During and after the Blair years – and particularly after the invasion of Iraq, Labour’s former supporter base has been increasingly disenchanted with the direction of the party.  The electoral coalition that brought Blair to power in 1997 had largely dissolved by 2005.  Working class voters in ex-industrial, rundown seaside and small town rural Britain had received little practical benefit from voting Labour – save for the possibility that the Tories would be worse.  Meanwhile the metropolitan liberal class that helped to decimate the Tories in May 1997 gradually turned their back on a party that saw little problem with passing authoritarian laws and ignoring international conventions.  In 2010, this part of the coalition deserted to a Liberal Democrat Party which cast itself as a defender of liberal freedoms.

What Tory strategists had spotted – because, unlike Labour people, they actually read research papers – was that Labour’s former heartland voters were at ideological odds with the party.  While they continued to support a more interventionist economic policy, they had become increasingly conservative on social issues.  Blairite Labour by this time supported minimal intervention in the economy while pursuing rapid liberal social reform.  It was these policies that Theresa May’s strategists had sought to oppose in 2017.  However, the Corbyn- McDonnell pledge to intervene in the economy to an extent not seen since the mid-1970s did just enough to halt the Tories forward march.

By 2019, normal business was restored.  It is clear from the longer term trends that Corbyn’s minor defeat was an outlier, while the 2019 result – catastrophic as it was for Labour – was a return to trends that have developed over 16 years.  Where Labour heartland voters were prepared to give Labour the benefit of the doubt in 2017, they were done with the party in 2019.  Only in Wales and a handful of northern constituencies did Labour’s old heartland vote hold up.

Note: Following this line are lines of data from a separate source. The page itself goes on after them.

//! Port for reading payments that feed financial reports.
//!
//! Filtering belongs to the adapter so that storage-backed implementations
//! can push it down into their queries. [`ReportFilter::matches`] states the
//! selection rule in one place for adapters that filter in memory.

use async_trait::async_trait;
use chrono::{DateTime, Utc};
use serde::{Deserialize, Serialize};

use crate::domain::{Payment, UserId};

use super::define_port_error;

define_port_error! {
    /// Errors raised by payment repository adapters.
    pub enum PaymentRepositoryError {
        /// Repository connection could not be established.
        Connection { message: String } =>
            "payment repository connection failed: {message}",
        /// Query failed during execution.
        Query { message: String } =>
            "payment repository query failed: {message}",
    }
}

/// Selection applied before payments are reduced into a report.
///
/// Every bound is optional; an empty filter selects every payment. The date
/// window is inclusive at both ends and applies to `created_at`.
#[derive(Debug, Clone, Default, PartialEq, Eq, Serialize, Deserialize)]
#[serde(rename_all = "camelCase")]
pub struct ReportFilter {
    /// Earliest creation instant to include.
    #[serde(default, skip_serializing_if = "Option::is_none")]
    pub from: Option<DateTime<Utc>>,
    /// Latest creation instant to include.
    #[serde(default, skip_serializing_if = "Option::is_none")]
    pub to: Option<DateTime<Utc>>,
    /// Only payments attributed to this agency.
    #[serde(default, skip_serializing_if = "Option::is_none")]
    pub agency_id: Option<UserId>,
    /// Only payments attributed to this supplier.
    #[serde(default, skip_serializing_if = "Option::is_none")]
    pub supplier_id: Option<UserId>,
}

impl ReportFilter {
    /// Whether `payment` falls inside this selection.
    #[must_use]
    pub fn matches(&self, payment: &Payment) -> bool {
        let created_at = payment.created_at();
        self.from.is_none_or(|from| created_at >= from)
            && self.to.is_none_or(|to| created_at <= to)
            && self
                .agency_id
                .is_none_or(|agency| payment.agency_id() == Some(agency))
            && self
                .supplier_id
                .is_none_or(|supplier| payment.supplier_id() == Some(supplier))
    }
}

/// Port for payment retrieval.
#[cfg_attr(test, mockall::automock)]
#[async_trait]
pub trait PaymentRepository: Send + Sync {
    /// List every payment selected by `filter`.
    async fn list_payments(
        &self,
        filter: &ReportFilter,
    ) -> Result<Vec<Payment>, PaymentRepositoryError>;
}

/// Fixture implementation for tests that do not exercise payment storage.
#[derive(Debug, Default, Clone, Copy)]
pub struct FixturePaymentRepository;

#[async_trait]
impl PaymentRepository for FixturePaymentRepository {
    async fn list_payments(
        &self,
        _filter: &ReportFilter,
    ) -> Result<Vec<Payment>, PaymentRepositoryError> {
        Ok(Vec::new())
    }
}

#[cfg(test)]
mod tests {
    //! Regression coverage for this module.
    use super::*;
    use crate::domain::{MinorUnits, PaymentId, PaymentStatus};
    use chrono::TimeZone;
    use rstest::{fixture, rstest};

    fn day(day: u32) -> DateTime<Utc> {
        Utc.with_ymd_and_hms(2025, 5, day, 10, 0, 0)
            .single()
            .expect("valid fixture timestamp")
    }

    #[fixture]
    fn payment() -> Payment {
        Payment::new(
            PaymentId::new(1),
            MinorUnits::new(900),
            PaymentStatus::Pending,
            day(10),
            None,
        )
        .expect("valid payment")
        .with_agency(UserId::new(4))
    }

    #[rstest]
    fn empty_filter_selects_everything(payment: Payment) {
        assert!(ReportFilter::default().matches(&payment));
    }

    #[rstest]
    #[case(Some(10), Some(10), true)]
    #[case(Some(1), Some(9), false)]
    #[case(Some(11), None, false)]
    #[case(None, Some(10), true)]
    fn window_is_inclusive(
        payment: Payment,
        #[case] from: Option<u32>,
        #[case] to: Option<u32>,
        #[case] expected: bool,
    ) {
        let filter = ReportFilter {
            from: from.map(day),
            to: to.map(day),
            ..ReportFilter::default()
        };
        assert_eq!(filter.matches(&payment), expected);
    }

    #[rstest]
    fn party_filters_require_attribution(payment: Payment) {
        let by_agency = ReportFilter {
            agency_id: Some(UserId::new(4)),
            ..ReportFilter::default()
        };
        let by_other_agency = ReportFilter {
            agency_id: Some(UserId::new(5)),
            ..ReportFilter::default()
        };
        let by_supplier = ReportFilter {
            supplier_id: Some(UserId::new(4)),
            ..ReportFilter::default()
        };
        assert!(by_agency.matches(&payment));
        assert!(!by_other_agency.matches(&payment));
        assert!(!by_supplier.matches(&payment));
    }

    #[rstest]
    #[tokio::test]
    async fn fixture_repository_lists_nothing() {
        let repo = FixturePaymentRepository;
        let payments = repo
            .list_payments(&ReportFilter::default())
            .await
            .expect("fixture lookup succeeds");
        assert!(payments.is_empty());
    }
}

Under the (non) leadership of Keir Starmer – who has largely failed to oppose the government throughout the pandemic – According to Politico, support for Labour has remained consistently behind the Tories throughout the pandemic; save for two polls at the end of October that showed the two parties as neck and neck on 39%.  The most recent poll – on 5 April – gives the Tories an eight point lead; 43% to 35%.

This suggests that the polls showing Labour losing seats in Wales should be taken seriously; since Starmer’s lacklustre performance coupled with Johnson’s vaccine-bounce could well knock several more bricks out of what remains of Labour’s old red wall.  One such is the old shipbuilding town of Hartlepool, where the resignation of the former MP has triggered a by-election.  In 2019, the Brexit Party candidate took just enough votes off the Tories for Labour to hold onto the seat.  This time around, there is no Brexit Party or, indeed, any other third party to skew the result.  And the bad news for Labour is that a Survation poll conducted between 29 March and 3 April gives the Tories a clear seven point lead; 49% to Labour’s 42%.  More worryingly perhaps, the poll found that while 49% of voters were favourable to Boris Johnson, just 24 percent were favourable to Starmer, while a full 38 percent were unfavourable.

The Irony, in the event that the Tories do take Hartlepool is that the electoral coalitions between the working classes and the liberal-minded middle classes which have historically resulted in Labour governments, are commonly referred to as “a combination of Hartlepool and Hampstead.”  In the event that Labour is continuing to lose red wall seats like Hartlepool, even as the Tories and Plaid Cymru are battering the walls of Labour’s Welsh redoubt, Hampstead liberals may be all that remain… in which case, we have to wonder exactly what the contemporary Labour Party is for.

A century ago, another party which had long been one of the duopoly of Parties which governed Britain, was seeking to restore past glories even as its electoral base disintegrated.  If the trends and polling are correct, we could be witnessing something similar today.  Which is why these elections – which ordinarily would attract a low turnout and be considered more an opportunity for protest voting – have a far greater significance this time around.  Put simply, Labour should – and must – win, and win big in four weeks’ time.  But all the indicators are pointing in the opposite direction.